WORK REQUIRED
From the first line of the data below through the line holding "Hash, Serialize, Deserialize)]", write out each line exactly as it stands.

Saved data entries
<<<<
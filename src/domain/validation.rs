//! Validation errors, flash messages and the shapes they take inside the
//! `errors` prop.

use std::collections::BTreeMap;
use std::fmt;

use serde::{Deserialize, Serialize};
use serde_json::{Map, Value};

/// Field name to every message raised for it.
pub type ValidationErrors = BTreeMap<String, Vec<String>>;

#[derive(Debug, Clone, Copy, PartialEq, Eq, Hash, Serialize, Deserialize)]
#[serde(rename_all = "lowercase")]
pub enum FlashLevel {
    Success,
    Info,
    Warning,
    Error,
}

impl FlashLevel {
    pub fn as_str(self) -> &'static str {
        match self {
            Self::Success => "success",
            Self::Info => "info",
            Self::Warning => "warning",
            Self::Error => "error",
        }
    }
}

impl fmt::Display for FlashLevel {
    fn fmt(&self, f: &mut fmt::Formatter<'_>) -> fmt::Result {
        f.write_str(self.as_str())
    }
}

#[derive(Debug, Clone, PartialEq, Eq, Serialize, Deserialize)]
pub struct FlashMessage {
    pub level: FlashLevel,
    pub message: String,
}

impl FlashMessage {
    pub fn new(level: FlashLevel, message: impl Into<String>) -> Self {
        Self {
            level,
            message: message.into(),
        }
    }
}

/// Keeps the first message of every field that has one.
pub fn first_messages(errors: &ValidationErrors) -> BTreeMap<String, String> {
    errors
        .iter()
        .filter_map(|(field, messages)| {
            messages
                .first()
                .map(|message| (field.clone(), message.clone()))
        })
        .collect()
}

/// Reads validation errors out of any JSON shape the `errors` prop can take:
/// flat `{field: msg}`, multi `{field: [msg]}` or bagged `{bag: {field: msg}}`.
/// Non-string leaves are ignored.
pub fn normalize_validation_errors(value: &Value) -> ValidationErrors {
    let mut errors = ValidationErrors::new();
    if let Value::Object(map) = value {
        for (field, nested) in map {
            collect_messages(&mut errors, field, nested);
        }
    }
    errors
}

fn collect_messages(errors: &mut ValidationErrors, field: &str, value: &Value) {
    match value {
        Value::String(message) => {
            errors.insert(field.to_string(), vec![message.clone()]);
        }
        Value::Array(items) => {
            let messages: Vec<String> = items
                .iter()
                .filter_map(|item| item.as_str().map(str::to_string))
                .collect();
            if !messages.is_empty() {
                errors.insert(field.to_string(), messages);
            }
        }
        Value::Object(map) => {
            for (nested_field, nested) in map {
                collect_messages(errors, nested_field, nested);
            }
        }
        _ => {}
    }
}

/// Rewrites the `errors` prop into `{bag: ...}` form for an error-bag request.
///
/// Flat maps become the bag; multi-message maps keep the first message per
/// field; maps that already hold bags are kept and gain an empty `bag` entry
/// when missing; anything else becomes `{bag: {}}`.
pub fn scope_errors_to_bag(errors: Option<Value>, bag: &str) -> Value {
    let Some(Value::Object(map)) = errors else {
        return bagged(bag, Map::new());
    };

    if map.is_empty() || map.values().all(Value::is_string) {
        return bagged(bag, map);
    }

    if map.values().all(Value::is_array) {
        let flat = map
            .into_iter()
            .filter_map(|(field, messages)| {
                let first = messages.as_array()?.first()?.clone();
                Some((field, first))
            })
            .collect();
        return bagged(bag, flat);
    }

    if map.values().all(Value::is_object) {
        let mut map = map;
        map.entry(bag.to_string())
            .or_insert_with(|| Value::Object(Map::new()));
        return Value::Object(map);
    }

    bagged(bag, Map::new())
}

fn bagged(bag: &str, errors: Map<String, Value>) -> Value {
    let mut wrapper = Map::new();
    wrapper.insert(bag.to_string(), Value::Object(errors));
    Value::Object(wrapper)
}

#[cfg(test)]
mod tests {
    use serde_json::json;

    use super::*;

    #[test]
    fn flat_errors_move_under_the_bag() {
        let scoped = scope_errors_to_bag(Some(json!({"email": "required"})), "login");
        assert_eq!(scoped, json!({"login": {"email": "required"}}));
    }

    #[test]
    fn multi_message_errors_keep_the_first_message() {
        let scoped = scope_errors_to_bag(
            Some(json!({"email": ["required", "invalid"], "name": []})),
            "signup",
        );
        assert_eq!(scoped, json!({"signup": {"email": "required"}}));
    }

    #[test]
    fn bagged_errors_gain_missing_bag() {
        let scoped = scope_errors_to_bag(Some(json!({"other": {"a": "b"}})), "login");
        assert_eq!(scoped, json!({"other": {"a": "b"}, "login": {}}));

        let untouched = scope_errors_to_bag(Some(json!({"login": {"a": "b"}})), "login");
        assert_eq!(untouched, json!({"login": {"a": "b"}}));
    }

    #[test]
    fn empty_or_unknown_shapes_become_empty_bag() {
        assert_eq!(scope_errors_to_bag(None, "x"), json!({"x": {}}));
        assert_eq!(scope_errors_to_bag(Some(json!({})), "x"), json!({"x": {}}));
        assert_eq!(scope_errors_to_bag(Some(json!("oops")), "x"), json!({"x": {}}));
        assert_eq!(
            scope_errors_to_bag(Some(json!({"a": 1, "b": "c"})), "x"),
            json!({"x": {}})
        );
    }

    #[test]
    fn normalisation_reads_every_shape() {
        let errors = normalize_validation_errors(&json!({
            "email": "required",
            "tags": ["too many", 3],
            "login": {"password": "short"}
        }));
        assert_eq!(errors["email"], vec!["required"]);
        assert_eq!(errors["tags"], vec!["too many"]);
        assert_eq!(errors["password"], vec!["short"]);
        assert!(normalize_validation_errors(&Value::Null).is_empty());
    }

    #[test]
    fn first_messages_skips_empty_fields() {
        let mut errors = ValidationErrors::new();
        errors.insert("email".into(), vec!["required".into(), "invalid".into()]);
        errors.insert("name".into(), Vec::new());

        let flat = first_messages(&errors);
        assert_eq!(flat.len(), 1);
        assert_eq!(flat["email"], "required");
    }
}
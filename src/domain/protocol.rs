//! Wire-level names shared by the client and server halves of the protocol.
//!
//! Header names are lowercase so they can be handed to `HeaderName::from_static`.

pub const HEADER_INERTIA: &str = "x-inertia";
pub const HEADER_LOCATION: &str = "x-inertia-location";
pub const HEADER_VERSION: &str = "x-inertia-version";
pub const HEADER_PARTIAL_COMPONENT: &str = "x-inertia-partial-component";
pub const HEADER_PARTIAL_ONLY: &str = "x-inertia-partial-data";
pub const HEADER_PARTIAL_EXCEPT: &str = "x-inertia-partial-except";
pub const HEADER_RESET: &str = "x-inertia-reset";
pub const HEADER_ERROR_BAG: &str = "x-inertia-error-bag";
pub const HEADER_EXCEPT_ONCE_PROPS: &str = "x-inertia-except-once-props";
pub const HEADER_SCROLL_MERGE_INTENT: &str = "x-inertia-infinite-scroll-merge-intent";
pub const HEADER_PRECOGNITION: &str = "precognition";

/// Canonical spelling used in `Vary` values.
pub const VARY_INERTIA: &str = "X-Inertia";
pub const VARY_PRECOGNITION: &str = "Precognition";

pub const PROP_ERRORS: &str = "errors";
pub const PROP_OLD: &str = "old";
pub const PROP_FLASH: &str = "flash";
pub const PROP_CSRF_TOKEN: &str = "csrf_token";

/// Session key holding protocol props flashed across a redirect.
pub const SESSION_FLASH_KEY: &str = "props";

pub const DEFAULT_DEFERRED_GROUP: &str = "default";

/// Props that survive every partial reload filter.
pub const FORCED_PROPS: [&str; 3] = [PROP_ERRORS, PROP_OLD, PROP_FLASH];
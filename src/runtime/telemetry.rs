use crate::pipeline::progress::ProgressSnapshot;
use crate::pipeline::worker::WorkerActivityTracker;
use std::sync::atomic::{AtomicU64, Ordering};
use std::sync::{Arc, OnceLock};
use std::time::Duration;
use tokio::sync::watch;
use tokio::task::JoinHandle;
use tokio::time::{Instant, MissedTickBehavior};
use tokio::{select, time};
use tokio_util::sync::CancellationToken;
use tracing_subscriber::EnvFilter;

/// Default interval used by the metrics reporter task.
pub const DEFAULT_METRICS_INTERVAL: Duration = Duration::from_secs(5);

static TRACING_INIT: OnceLock<()> = OnceLock::new();

/// Installs a basic tracing subscriber (if one is not already active).
///
/// The subscriber honours `RUST_LOG` if it is present, otherwise it falls back to `info`.
/// Calling this function multiple times is harmless.
pub fn init_tracing() {
    if TRACING_INIT.get().is_some() {
        return;
    }

    let filter = EnvFilter::try_from_default_env().unwrap_or_else(|_| EnvFilter::new("info"));

    let _ = tracing_subscriber::fmt()
        .with_env_filter(filter)
        .with_target(true)
        .with_thread_ids(true)
        .try_init();

    let _ = TRACING_INIT.set(());
}

/// Rolling counters shared by the reader, dispatcher, workers and progress tracker.
#[derive(Default, Debug)]
pub struct Telemetry {
    records_read: AtomicU64,
    records_dispatched: AtomicU64,
    extractions_succeeded: AtomicU64,
    permanent_failures: AtomicU64,
    transient_failures: AtomicU64,
    extraction_timeouts: AtomicU64,
    stream_read_errors: AtomicU64,
    checkpoint_writes: AtomicU64,
    checkpoint_write_failures: AtomicU64,
    documents_processed: AtomicU64,
    processing_ms_total: AtomicU64,
    processing_ms_max: AtomicU64,
}

impl Telemetry {
    pub fn record_records_read(&self, count: u64) {
        if count == 0 {
            return;
        }
        self.records_read.fetch_add(count, Ordering::Relaxed);
    }

    pub fn record_dispatched(&self) {
        self.records_dispatched.fetch_add(1, Ordering::Relaxed);
    }

    pub fn record_success(&self) {
        self.extractions_succeeded.fetch_add(1, Ordering::Relaxed);
    }

    pub fn record_permanent_failure(&self) {
        self.permanent_failures.fetch_add(1, Ordering::Relaxed);
    }

    pub fn record_transient_failure(&self) {
        self.transient_failures.fetch_add(1, Ordering::Relaxed);
    }

    /// Timeouts are transient failures too.
    pub fn record_extraction_timeout(&self) {
        self.extraction_timeouts.fetch_add(1, Ordering::Relaxed);
        self.transient_failures.fetch_add(1, Ordering::Relaxed);
    }

    pub fn record_stream_read_error(&self) {
        self.stream_read_errors.fetch_add(1, Ordering::Relaxed);
    }

    pub fn record_checkpoint_write(&self) {
        self.checkpoint_writes.fetch_add(1, Ordering::Relaxed);
    }

    pub fn record_checkpoint_write_failure(&self) {
        self.checkpoint_write_failures.fetch_add(1, Ordering::Relaxed);
    }

    /// Admission-to-terminal time of one extracted document.
    pub fn record_processing_duration(&self, elapsed: Duration) {
        let millis = u64::try_from(elapsed.as_millis()).unwrap_or(u64::MAX);
        self.documents_processed.fetch_add(1, Ordering::Relaxed);
        self.processing_ms_total.fetch_add(millis, Ordering::Relaxed);
        self.processing_ms_max.fetch_max(millis, Ordering::Relaxed);
    }

    pub fn snapshot(&self) -> TelemetrySnapshot {
        TelemetrySnapshot {
            records_read: self.records_read.load(Ordering::Relaxed),
            records_dispatched: self.records_dispatched.load(Ordering::Relaxed),
            extractions_succeeded: self.extractions_succeeded.load(Ordering::Relaxed),
            permanent_failures: self.permanent_failures.load(Ordering::Relaxed),
            transient_failures: self.transient_failures.load(Ordering::Relaxed),
            extraction_timeouts: self.extraction_timeouts.load(Ordering::Relaxed),
            stream_read_errors: self.stream_read_errors.load(Ordering::Relaxed),
            checkpoint_writes: self.checkpoint_writes.load(Ordering::Relaxed),
            checkpoint_write_failures: self.checkpoint_write_failures.load(Ordering::Relaxed),
            documents_processed: self.documents_processed.load(Ordering::Relaxed),
            processing_ms_total: self.processing_ms_total.load(Ordering::Relaxed),
            processing_ms_max: self.processing_ms_max.load(Ordering::Relaxed),
        }
    }
}

#[derive(Debug, Copy, Clone, Default, PartialEq, Eq)]
pub struct TelemetrySnapshot {
    pub records_read: u64,
    pub records_dispatched: u64,
    pub extractions_succeeded: u64,
    pub permanent_failures: u64,
    pub transient_failures: u64,
    pub extraction_timeouts: u64,
    pub stream_read_errors: u64,
    pub checkpoint_writes: u64,
    pub checkpoint_write_failures: u64,
    pub documents_processed: u64,
    pub processing_ms_total: u64,
    pub processing_ms_max: u64,
}

impl TelemetrySnapshot {
    pub fn terminal(&self) -> u64 {
        self.extractions_succeeded
            .saturating_add(self.permanent_failures)
    }

    /// Mean processing time of the documents finished since `earlier`, if any were.
    pub fn mean_processing_ms_since(&self, earlier: &TelemetrySnapshot) -> Option<u64> {
        let documents = self
            .documents_processed
            .saturating_sub(earlier.documents_processed);
        if documents == 0 {
            return None;
        }
        Some(
            self.processing_ms_total
                .saturating_sub(earlier.processing_ms_total)
                / documents,
        )
    }
}

/// Spawns a background task that periodically logs throughput, per-document processing
/// time, the pending window, checkpoint position, and failure counters.
pub fn spawn_metrics_reporter(
    telemetry: Arc<Telemetry>,
    progress: watch::Receiver<ProgressSnapshot>,
    activity: Arc<WorkerActivityTracker>,
    shutdown: CancellationToken,
    interval: Duration,
) -> JoinHandle<()> {
    tokio::spawn(async move {
        let mut ticker = time::interval(interval);
        ticker.set_missed_tick_behavior(MissedTickBehavior::Delay);

        let mut last_snapshot = telemetry.snapshot();
        let mut last_tick = Instant::now();

        loop {
            select! {
                _ = shutdown.cancelled() => {
                    tracing::info!(target: "pdfstream::metrics", "metrics reporter shutting down");
                    break;
                }
                _ = ticker.tick() => {
                    let current_snapshot = telemetry.snapshot();
                    let terminal_delta = current_snapshot
                        .terminal()
                        .saturating_sub(last_snapshot.terminal());
                    let elapsed = last_tick.elapsed().as_secs_f64();
                    let throughput = if elapsed <= f64::EPSILON {
                        0.0
                    } else {
                        terminal_delta as f64 / elapsed
                    };
                    let window = *progress.borrow();
                    let mean_processing_ms =
                        current_snapshot.mean_processing_ms_since(&last_snapshot);

                    tracing::info!(
                        target: "pdfstream::metrics",
                        throughput = format!("{throughput:.2}"),
                        read = current_snapshot.records_read,
                        dispatched = current_snapshot.records_dispatched,
                        succeeded = current_snapshot.extractions_succeeded,
                        permanent_failures = current_snapshot.permanent_failures,
                        transient_failures = current_snapshot.transient_failures,
                        extraction_timeouts = current_snapshot.extraction_timeouts,
                        stream_read_errors = current_snapshot.stream_read_errors,
                        checkpoint_writes = current_snapshot.checkpoint_writes,
                        checkpoint_write_failures = current_snapshot.checkpoint_write_failures,
                        mean_processing_ms = ?mean_processing_ms,
                        max_processing_ms = current_snapshot.processing_ms_max,
                        in_flight = activity.active(),
                        pending = window.pending,
                        frontier = ?window.frontier,
                        checkpointed = ?window.checkpointed,
                        "runtime metrics snapshot"
                    );

                    last_snapshot = current_snapshot;
                    last_tick = Instant::now();
                }
            }
        }
    })
}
>>>>
RESPONSE AREA
filename src/domain/validation.rs
//! Validation errors, flash messages and the shapes they take inside the
//! `errors` prop.

use std::collections::BTreeMap;
use std::fmt;

use serde::{Deserialize, Serialize};
use serde_json::{Map, Value};

/// Field name to every message raised for it.
pub type ValidationErrors = BTreeMap<String, Vec<String>>;

#[derive(Debug, Clone, Copy, PartialEq, Eq, Hash, Serialize, Deserialize)]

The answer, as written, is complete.